THYME Overview Information
Thyme is an herb. The flowers, leaves, and oil are used as medicine. Thyme is sometimes used in combination with other herbs.
Thyme is taken by mouth for bronchitis, whooping cough, sore throat, colic, arthritis, upset stomach, stomach pain (gastritis), diarrhea, bedwetting, a movement disorder in children (dyspraxia), intestinal gas (flatulence), parasitic worm infections, and skin disorders. It is also used to increase urine flow (as a diuretic), to disinfect the urine, and as an appetite stimulant.
Some people apply thyme directly to the skin for hoarseness (laryngitis), swollen tonsils (tonsillitis), sore mouth, and bad breath.
Thyme oil is used as a germ-killer in mouthwashes and liniments. It is also applied to the scalp to treat baldness and to the ears to fight bacterial and fungal infections.
Thymol, one of the chemicals in thyme, is used with another chemical, chlorhexidine, as a dental varnish to prevent tooth decay.
In foods, thyme is used as a flavoring agent.
In manufacturing, red thyme oil is used in perfumes. It is also used in soaps, cosmetics, and toothpastes.
How does it work?
Thyme contains chemicals that might help bacterial and fungal infections, and minor irritations. It also might relieve smooth muscle spasms, such as coughing.
- Bronchitis, in combination with cowslip. Early research suggests thyme, in combination with cowslip (Bronchipret), relieves symptoms of bronchitis such as coughing, fever, and increased production of sputum.
- Hair loss (alopecia areata), when combined with other herbs. There is some evidence that applying lavender oil in combination with the essential oils from thyme, rosemary, and cedarwood to the scalp improves hair growth in up to 44% of patients after 7 months of treatment.
- Improving movement disorders (dyspraxia) in children when used with other medicines. Taking thyme oil, in combination with evening primrose oil, fish oils, and vitamin E, seems to improve movement disorders in children with dyspraxia.
- Ear infections.
- Swelling (inflammation) of the tonsils.
- Preventing bedwetting.
- Sore throat.
- Bad breath.
- Swelling (inflammation) of the lungs and mouth.
- Other conditions.
THYME Side Effects & Safety
Thyme is safe when consumed in foods and taken as medicine for short periods of time. It can cause digestive system upset.
Thyme oil also seems to be safe when applied to the skin. In some people, applying the oil to the skin can cause irritation. But there isn’t enough information to know whether thyme oil is safe to take by mouth in medicinal doses.
Special Precautions & Warnings:Pregnancy and breast-feeding: Thyme is safe for pregnant and breast-feeding women when consumed in normal food amounts. But it’s not known whether it’s safe to use thyme in larger medicinal amounts. Stick to food amounts if you are pregnant or breast-feeding.

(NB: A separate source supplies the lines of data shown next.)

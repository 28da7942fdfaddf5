use axum::extract::rejection::JsonRejection;
use axum::extract::State;
use axum::http::StatusCode;
use axum::response::{IntoResponse, Response};
use axum::Json;
use serde_json::json;

use crate::database::contact::NewContactMessage;
use crate::state::AppState;

/// POST /api/contact - validate and persist a contact form submission.
pub async fn contact_post(
    State(state): State<AppState>,
    payload: Result<Json<NewContactMessage>, JsonRejection>,
) -> Response {
    // Malformed bodies become a generic 500 with the detail logged
    let Json(message) = match payload {
        Ok(payload) => payload,
        Err(e) => {
            tracing::error!("Unexpected error in contact API: {}", e);
            return (
                StatusCode::INTERNAL_SERVER_ERROR,
                Json(json!({ "error": "Internal server error occurred." })),
            )
                .into_response();
        }
    };

    if message.name.trim().is_empty() || message.email.trim().is_empty() || message.message.trim().is_empty() {
        return (
            StatusCode::BAD_REQUEST,
            Json(json!({ "error": "Name, email, and message are required." })),
        )
            .into_response();
    }

    if let Err(e) = state.contact.insert(&message).await {
        tracing::error!("Contact message insert error: {}", e);
        return (
            StatusCode::INTERNAL_SERVER_ERROR,
            Json(json!({ "error": "Failed to save message. Database error." })),
        )
            .into_response();
    }

    (
        StatusCode::OK,
        Json(json!({ "message": "Your message has been sent successfully!" })),
    )
        .into_response()
}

Allergies: People who are allergic to oregano might also be allergic to thyme.
Surgery: Thyme might slow blood clotting, so there is some concern that it might increase the risk of extra bleeding during and after surgery. Stop using thyme at least 2 weeks before a scheduled surgery.
Moderate Interaction Be cautious with this combination
- Medications that slow blood clotting (Anticoagulant / Antiplatelet drugs) interacts with THYME
Thyme might slow blood clotting. Taking thyme along with medications that also slow clotting might increase the chances of bruising and bleeding.
Some medications that slow blood clotting include aspirin, clopidogrel (Plavix), diclofenac (Voltaren, Cataflam, others), ibuprofen (Advil, Motrin, others), naproxen (Anaprox, Naprosyn, others), dalteparin (Fragmin), enoxaparin (Lovenox), heparin, warfarin (Coumadin), and others.
The appropriate dose of thyme depends on several factors such as the user's age, health, and several other conditions. At this time there is not enough scientific information to determine an appropriate range of doses for thyme. Keep in mind that natural products are not always necessarily safe and dosages can be important. Be sure to follow relevant directions on product labels and consult your pharmacist or physician or other healthcare professional before using.